-- AVAILABLE DATA follows --

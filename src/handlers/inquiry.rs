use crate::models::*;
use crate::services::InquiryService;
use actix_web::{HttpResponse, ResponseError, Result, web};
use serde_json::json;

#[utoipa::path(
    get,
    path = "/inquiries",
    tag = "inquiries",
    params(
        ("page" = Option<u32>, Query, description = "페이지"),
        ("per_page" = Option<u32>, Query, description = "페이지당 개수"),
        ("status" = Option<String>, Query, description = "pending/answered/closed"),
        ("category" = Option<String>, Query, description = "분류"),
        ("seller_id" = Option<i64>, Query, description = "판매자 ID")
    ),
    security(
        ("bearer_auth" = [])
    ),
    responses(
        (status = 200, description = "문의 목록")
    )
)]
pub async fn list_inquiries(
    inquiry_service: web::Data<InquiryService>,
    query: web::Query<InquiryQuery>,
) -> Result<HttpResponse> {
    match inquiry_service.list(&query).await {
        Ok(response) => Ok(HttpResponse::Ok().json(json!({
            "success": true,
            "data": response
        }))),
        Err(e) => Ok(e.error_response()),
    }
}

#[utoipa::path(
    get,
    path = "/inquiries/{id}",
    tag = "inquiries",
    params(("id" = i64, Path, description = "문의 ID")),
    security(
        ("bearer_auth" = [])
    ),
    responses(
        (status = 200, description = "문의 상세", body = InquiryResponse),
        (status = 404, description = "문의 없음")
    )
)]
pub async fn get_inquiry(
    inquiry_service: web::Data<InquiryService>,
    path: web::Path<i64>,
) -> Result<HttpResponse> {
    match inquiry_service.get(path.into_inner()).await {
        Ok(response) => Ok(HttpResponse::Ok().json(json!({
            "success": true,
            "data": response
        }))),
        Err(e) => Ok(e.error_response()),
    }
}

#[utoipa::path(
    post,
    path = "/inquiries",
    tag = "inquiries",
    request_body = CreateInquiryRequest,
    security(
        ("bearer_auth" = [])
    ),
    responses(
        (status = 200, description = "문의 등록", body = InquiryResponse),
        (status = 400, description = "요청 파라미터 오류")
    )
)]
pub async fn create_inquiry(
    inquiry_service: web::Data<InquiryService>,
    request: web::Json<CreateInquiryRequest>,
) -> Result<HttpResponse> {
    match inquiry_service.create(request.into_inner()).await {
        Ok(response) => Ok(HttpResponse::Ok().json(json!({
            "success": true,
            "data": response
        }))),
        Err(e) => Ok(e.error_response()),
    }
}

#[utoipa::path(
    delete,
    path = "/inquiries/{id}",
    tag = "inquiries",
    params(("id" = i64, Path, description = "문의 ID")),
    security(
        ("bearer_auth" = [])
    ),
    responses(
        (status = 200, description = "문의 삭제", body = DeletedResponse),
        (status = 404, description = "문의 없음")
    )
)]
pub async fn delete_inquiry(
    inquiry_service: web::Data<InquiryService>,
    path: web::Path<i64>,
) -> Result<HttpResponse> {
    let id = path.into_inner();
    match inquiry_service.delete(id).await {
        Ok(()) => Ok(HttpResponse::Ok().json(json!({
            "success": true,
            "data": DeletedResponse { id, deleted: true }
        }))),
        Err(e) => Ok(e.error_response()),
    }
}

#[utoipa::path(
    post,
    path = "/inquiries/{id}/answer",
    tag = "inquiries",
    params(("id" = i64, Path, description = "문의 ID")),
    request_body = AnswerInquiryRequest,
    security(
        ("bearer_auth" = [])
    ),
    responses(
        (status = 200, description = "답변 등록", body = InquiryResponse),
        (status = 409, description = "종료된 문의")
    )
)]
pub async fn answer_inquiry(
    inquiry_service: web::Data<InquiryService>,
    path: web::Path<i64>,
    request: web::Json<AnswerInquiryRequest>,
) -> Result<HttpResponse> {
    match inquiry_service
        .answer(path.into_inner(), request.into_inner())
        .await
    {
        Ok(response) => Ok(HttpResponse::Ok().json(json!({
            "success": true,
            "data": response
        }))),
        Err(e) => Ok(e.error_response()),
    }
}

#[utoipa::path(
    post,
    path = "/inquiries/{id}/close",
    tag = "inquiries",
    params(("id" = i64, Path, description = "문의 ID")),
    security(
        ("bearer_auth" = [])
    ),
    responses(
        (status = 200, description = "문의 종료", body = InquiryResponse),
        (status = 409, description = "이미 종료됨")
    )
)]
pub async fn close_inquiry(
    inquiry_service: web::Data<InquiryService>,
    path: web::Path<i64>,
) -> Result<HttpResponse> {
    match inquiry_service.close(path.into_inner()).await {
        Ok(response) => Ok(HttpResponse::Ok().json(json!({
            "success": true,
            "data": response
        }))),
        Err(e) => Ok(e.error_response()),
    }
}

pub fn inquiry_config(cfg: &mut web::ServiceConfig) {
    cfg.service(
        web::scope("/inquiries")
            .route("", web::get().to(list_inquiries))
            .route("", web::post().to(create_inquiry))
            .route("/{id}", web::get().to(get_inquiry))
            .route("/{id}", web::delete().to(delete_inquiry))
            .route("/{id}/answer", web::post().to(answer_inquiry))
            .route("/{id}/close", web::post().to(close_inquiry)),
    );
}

-- AVAILABLE DATA concluded --
-- AVAILABLE DATA follows --

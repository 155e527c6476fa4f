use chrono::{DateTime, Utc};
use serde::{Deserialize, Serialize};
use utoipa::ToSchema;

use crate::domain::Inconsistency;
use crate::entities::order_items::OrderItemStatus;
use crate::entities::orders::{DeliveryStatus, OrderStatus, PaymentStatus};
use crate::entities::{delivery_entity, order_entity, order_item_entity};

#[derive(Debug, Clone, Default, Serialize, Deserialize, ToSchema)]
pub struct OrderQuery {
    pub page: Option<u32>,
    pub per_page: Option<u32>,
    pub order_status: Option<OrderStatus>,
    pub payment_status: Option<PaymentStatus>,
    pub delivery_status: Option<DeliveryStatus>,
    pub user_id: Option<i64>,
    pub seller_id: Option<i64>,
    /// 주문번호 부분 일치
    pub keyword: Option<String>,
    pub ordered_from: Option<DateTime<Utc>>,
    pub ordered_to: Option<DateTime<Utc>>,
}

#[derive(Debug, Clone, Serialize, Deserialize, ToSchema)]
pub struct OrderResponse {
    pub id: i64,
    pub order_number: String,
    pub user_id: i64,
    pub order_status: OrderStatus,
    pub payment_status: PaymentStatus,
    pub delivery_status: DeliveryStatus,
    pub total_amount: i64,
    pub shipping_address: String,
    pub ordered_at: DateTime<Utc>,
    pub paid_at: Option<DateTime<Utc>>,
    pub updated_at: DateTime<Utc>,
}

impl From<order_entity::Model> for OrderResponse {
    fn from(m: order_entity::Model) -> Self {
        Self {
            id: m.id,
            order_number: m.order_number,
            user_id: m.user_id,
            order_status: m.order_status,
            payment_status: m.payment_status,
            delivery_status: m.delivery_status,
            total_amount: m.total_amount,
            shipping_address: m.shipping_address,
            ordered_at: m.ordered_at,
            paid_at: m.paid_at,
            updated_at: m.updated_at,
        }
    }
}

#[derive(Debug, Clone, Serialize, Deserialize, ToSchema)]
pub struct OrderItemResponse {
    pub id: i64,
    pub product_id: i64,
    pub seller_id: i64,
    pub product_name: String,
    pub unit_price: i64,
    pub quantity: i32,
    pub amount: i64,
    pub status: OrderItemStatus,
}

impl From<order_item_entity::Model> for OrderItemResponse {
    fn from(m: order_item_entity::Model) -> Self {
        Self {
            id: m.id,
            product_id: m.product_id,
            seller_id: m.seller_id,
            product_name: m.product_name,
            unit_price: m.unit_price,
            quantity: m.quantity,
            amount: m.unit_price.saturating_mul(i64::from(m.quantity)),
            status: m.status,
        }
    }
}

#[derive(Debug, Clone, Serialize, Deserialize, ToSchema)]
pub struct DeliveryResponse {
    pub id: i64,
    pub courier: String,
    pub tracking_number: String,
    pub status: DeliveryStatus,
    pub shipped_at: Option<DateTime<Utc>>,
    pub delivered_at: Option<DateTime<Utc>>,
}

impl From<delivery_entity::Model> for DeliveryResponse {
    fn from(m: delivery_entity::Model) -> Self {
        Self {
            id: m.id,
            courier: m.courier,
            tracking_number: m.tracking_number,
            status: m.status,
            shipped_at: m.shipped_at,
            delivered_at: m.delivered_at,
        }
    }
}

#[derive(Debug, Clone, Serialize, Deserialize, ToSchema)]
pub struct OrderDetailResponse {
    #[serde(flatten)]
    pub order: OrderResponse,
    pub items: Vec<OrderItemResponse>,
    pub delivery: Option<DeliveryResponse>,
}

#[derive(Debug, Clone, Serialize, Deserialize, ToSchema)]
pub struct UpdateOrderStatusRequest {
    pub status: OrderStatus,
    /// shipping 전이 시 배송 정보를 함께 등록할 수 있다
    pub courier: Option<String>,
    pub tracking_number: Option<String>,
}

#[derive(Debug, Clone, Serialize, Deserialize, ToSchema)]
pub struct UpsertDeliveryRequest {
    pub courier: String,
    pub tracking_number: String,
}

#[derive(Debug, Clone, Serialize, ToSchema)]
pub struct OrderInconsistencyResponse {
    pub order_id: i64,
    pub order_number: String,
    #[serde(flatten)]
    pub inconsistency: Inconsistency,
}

-- AVAILABLE DATA concluded --
-- AVAILABLE DATA follows --

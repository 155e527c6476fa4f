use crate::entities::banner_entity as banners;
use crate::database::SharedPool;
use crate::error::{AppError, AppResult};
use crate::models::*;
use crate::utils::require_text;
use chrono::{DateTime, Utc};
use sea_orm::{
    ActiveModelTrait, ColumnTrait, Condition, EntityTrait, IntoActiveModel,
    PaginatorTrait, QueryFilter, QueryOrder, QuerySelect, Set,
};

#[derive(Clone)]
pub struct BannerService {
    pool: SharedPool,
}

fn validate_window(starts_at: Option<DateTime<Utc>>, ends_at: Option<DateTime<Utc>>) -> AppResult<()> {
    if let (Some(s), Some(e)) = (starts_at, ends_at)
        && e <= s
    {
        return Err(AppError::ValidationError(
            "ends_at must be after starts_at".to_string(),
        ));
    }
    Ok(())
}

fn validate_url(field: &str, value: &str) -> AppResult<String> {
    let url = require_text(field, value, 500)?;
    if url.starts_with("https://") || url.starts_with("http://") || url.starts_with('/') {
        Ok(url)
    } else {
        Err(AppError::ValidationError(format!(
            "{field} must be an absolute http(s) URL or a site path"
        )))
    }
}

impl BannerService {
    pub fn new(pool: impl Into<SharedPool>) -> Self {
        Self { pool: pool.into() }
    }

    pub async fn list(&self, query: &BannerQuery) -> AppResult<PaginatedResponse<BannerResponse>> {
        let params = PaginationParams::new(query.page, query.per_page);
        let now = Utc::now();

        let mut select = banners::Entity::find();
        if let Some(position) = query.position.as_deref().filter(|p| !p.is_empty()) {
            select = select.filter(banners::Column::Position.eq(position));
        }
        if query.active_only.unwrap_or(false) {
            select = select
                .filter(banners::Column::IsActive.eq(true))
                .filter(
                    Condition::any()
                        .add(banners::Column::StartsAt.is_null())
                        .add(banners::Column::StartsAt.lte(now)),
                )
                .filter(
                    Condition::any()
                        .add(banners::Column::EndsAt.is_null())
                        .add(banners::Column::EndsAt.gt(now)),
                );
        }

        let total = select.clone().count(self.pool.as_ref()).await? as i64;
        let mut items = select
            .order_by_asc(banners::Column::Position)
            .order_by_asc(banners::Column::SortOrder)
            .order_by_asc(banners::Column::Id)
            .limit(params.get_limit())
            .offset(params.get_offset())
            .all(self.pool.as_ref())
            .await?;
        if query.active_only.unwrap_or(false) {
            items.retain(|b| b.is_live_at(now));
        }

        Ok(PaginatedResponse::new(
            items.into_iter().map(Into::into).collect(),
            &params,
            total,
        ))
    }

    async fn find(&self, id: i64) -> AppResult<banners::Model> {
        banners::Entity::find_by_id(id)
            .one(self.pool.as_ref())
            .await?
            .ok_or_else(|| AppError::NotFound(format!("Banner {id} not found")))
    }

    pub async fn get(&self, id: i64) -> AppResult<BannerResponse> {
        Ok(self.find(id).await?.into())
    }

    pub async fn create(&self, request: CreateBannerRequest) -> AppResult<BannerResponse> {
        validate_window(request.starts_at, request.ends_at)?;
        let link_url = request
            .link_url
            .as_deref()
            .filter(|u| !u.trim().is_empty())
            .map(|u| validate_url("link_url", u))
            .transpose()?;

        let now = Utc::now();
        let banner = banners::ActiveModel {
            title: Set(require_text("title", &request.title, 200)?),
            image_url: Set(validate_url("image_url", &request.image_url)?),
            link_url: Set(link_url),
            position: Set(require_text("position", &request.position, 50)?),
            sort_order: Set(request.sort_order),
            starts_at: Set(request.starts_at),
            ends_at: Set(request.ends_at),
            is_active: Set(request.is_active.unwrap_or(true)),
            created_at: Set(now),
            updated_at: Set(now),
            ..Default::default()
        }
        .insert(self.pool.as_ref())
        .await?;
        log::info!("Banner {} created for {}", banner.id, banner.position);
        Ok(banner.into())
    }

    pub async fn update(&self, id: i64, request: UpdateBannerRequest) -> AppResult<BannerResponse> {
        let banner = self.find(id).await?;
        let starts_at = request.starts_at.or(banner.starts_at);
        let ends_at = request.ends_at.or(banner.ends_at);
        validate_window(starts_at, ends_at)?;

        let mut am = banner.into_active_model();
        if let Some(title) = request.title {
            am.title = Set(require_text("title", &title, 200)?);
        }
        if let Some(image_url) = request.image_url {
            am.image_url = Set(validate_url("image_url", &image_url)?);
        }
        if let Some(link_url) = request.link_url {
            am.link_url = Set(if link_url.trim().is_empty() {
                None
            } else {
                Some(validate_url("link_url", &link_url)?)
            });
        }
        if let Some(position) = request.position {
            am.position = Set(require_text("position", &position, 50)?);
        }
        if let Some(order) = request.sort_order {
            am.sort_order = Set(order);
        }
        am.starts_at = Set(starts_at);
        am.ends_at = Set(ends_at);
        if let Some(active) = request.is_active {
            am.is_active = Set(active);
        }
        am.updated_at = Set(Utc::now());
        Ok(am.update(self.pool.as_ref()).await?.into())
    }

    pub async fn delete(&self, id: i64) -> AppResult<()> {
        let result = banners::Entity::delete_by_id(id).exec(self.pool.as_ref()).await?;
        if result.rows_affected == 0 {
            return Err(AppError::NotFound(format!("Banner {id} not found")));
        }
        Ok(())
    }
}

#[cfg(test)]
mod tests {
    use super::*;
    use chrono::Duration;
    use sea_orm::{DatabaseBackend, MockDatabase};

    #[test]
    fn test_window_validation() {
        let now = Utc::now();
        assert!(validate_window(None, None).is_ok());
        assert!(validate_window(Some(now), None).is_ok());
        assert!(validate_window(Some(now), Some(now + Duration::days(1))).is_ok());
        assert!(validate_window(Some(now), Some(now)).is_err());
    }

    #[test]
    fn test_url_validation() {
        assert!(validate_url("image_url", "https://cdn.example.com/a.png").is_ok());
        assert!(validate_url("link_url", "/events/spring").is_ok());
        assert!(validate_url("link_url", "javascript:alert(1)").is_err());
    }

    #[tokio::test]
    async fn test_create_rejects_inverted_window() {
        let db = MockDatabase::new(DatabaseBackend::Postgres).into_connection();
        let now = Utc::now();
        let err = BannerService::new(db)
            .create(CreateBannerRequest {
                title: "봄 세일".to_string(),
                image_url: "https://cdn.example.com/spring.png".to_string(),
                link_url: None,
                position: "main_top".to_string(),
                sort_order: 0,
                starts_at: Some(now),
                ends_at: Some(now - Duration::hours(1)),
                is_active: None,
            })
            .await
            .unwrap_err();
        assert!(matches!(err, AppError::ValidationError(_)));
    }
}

-- AVAILABLE DATA concluded --

# WORK ITEM
Every line of the listing that includes the word "title" forms the answer.

# ANSWER SPACE
            title: Set(require_text("title", &request.title, 200)?),
        if let Some(title) = request.title {
            am.title = Set(require_text("title", &title, 200)?);
                title: "봄 세일".to_string(),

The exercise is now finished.